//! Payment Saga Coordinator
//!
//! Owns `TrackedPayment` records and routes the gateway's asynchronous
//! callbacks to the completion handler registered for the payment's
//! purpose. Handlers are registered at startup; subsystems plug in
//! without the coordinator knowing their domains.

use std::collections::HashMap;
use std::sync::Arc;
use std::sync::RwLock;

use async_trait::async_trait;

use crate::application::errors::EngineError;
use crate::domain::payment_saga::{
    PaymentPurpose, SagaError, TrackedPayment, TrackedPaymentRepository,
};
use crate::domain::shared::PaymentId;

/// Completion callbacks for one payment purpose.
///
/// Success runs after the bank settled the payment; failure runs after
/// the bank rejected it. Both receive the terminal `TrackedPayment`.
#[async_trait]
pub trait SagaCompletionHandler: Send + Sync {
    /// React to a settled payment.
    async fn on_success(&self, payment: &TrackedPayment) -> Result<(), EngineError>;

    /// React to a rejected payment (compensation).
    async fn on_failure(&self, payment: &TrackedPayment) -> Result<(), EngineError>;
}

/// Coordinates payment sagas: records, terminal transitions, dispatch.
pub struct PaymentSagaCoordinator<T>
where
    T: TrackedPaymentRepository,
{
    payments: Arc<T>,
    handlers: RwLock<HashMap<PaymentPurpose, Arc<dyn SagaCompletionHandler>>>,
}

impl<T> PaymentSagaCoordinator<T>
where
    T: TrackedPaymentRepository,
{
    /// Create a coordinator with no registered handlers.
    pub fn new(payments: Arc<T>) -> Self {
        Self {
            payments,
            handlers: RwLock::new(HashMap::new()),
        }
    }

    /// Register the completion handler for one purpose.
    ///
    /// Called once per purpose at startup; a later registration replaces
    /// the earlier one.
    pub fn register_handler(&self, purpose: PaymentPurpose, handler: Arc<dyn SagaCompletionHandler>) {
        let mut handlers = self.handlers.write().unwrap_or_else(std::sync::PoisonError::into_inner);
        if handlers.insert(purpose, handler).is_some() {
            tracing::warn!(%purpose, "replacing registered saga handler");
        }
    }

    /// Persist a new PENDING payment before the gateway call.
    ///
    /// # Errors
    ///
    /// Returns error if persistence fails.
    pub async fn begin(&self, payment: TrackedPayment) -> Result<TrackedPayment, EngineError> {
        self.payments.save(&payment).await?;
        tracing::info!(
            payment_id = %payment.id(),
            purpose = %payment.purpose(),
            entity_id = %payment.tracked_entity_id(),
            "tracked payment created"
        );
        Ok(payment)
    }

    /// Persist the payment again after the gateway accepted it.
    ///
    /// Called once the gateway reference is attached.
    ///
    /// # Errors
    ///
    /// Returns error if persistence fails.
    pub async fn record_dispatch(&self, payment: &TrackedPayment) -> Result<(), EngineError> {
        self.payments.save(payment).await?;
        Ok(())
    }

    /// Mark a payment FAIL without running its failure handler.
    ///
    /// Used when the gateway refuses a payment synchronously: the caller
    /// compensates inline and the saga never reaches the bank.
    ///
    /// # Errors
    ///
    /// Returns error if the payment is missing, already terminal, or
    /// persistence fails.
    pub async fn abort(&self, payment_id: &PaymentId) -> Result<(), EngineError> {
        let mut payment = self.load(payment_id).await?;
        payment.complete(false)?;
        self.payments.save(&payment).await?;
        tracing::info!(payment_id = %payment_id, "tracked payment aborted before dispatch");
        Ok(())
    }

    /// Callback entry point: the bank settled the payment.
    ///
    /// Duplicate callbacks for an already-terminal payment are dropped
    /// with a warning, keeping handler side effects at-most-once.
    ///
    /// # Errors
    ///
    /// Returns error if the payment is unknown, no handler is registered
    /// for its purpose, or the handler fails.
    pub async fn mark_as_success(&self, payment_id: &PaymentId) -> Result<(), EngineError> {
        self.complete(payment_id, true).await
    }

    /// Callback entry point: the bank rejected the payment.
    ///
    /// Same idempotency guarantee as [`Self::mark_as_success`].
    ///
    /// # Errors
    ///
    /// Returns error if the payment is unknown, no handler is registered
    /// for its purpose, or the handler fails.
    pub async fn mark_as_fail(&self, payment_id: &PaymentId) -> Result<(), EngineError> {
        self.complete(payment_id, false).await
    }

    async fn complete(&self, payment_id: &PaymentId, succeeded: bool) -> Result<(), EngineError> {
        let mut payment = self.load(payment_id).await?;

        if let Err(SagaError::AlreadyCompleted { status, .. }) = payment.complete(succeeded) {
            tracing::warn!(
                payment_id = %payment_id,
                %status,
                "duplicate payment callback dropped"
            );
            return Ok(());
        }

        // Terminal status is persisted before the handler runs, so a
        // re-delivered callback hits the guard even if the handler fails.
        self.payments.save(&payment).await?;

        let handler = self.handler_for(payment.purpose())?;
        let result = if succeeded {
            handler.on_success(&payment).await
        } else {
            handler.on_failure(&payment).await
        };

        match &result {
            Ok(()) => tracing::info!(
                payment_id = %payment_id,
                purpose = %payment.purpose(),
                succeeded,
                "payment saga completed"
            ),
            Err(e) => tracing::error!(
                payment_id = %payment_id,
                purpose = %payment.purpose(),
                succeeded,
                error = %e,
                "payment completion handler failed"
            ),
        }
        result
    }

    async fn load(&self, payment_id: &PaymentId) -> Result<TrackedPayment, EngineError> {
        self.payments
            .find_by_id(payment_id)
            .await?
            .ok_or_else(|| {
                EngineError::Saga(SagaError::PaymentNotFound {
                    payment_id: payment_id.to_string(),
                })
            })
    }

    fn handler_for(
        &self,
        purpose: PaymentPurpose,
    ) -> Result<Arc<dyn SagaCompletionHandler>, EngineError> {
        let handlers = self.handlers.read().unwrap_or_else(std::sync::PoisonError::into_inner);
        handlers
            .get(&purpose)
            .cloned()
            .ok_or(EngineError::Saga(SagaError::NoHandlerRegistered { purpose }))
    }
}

---------------

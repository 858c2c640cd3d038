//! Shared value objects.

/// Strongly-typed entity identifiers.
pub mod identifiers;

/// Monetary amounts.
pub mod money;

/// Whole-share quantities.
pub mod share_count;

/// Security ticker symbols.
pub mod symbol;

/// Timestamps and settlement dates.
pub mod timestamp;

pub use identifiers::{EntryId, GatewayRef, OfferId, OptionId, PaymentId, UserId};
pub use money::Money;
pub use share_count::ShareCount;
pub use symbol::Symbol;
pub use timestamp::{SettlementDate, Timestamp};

---------------

## Goal of the exercise
Search the records for the string "Called" and, wherever a line contains it, please copy that line.

## Answer to this problem
    /// Called once per purpose at startup; a later registration replaces
    /// Called once the gateway reference is attached.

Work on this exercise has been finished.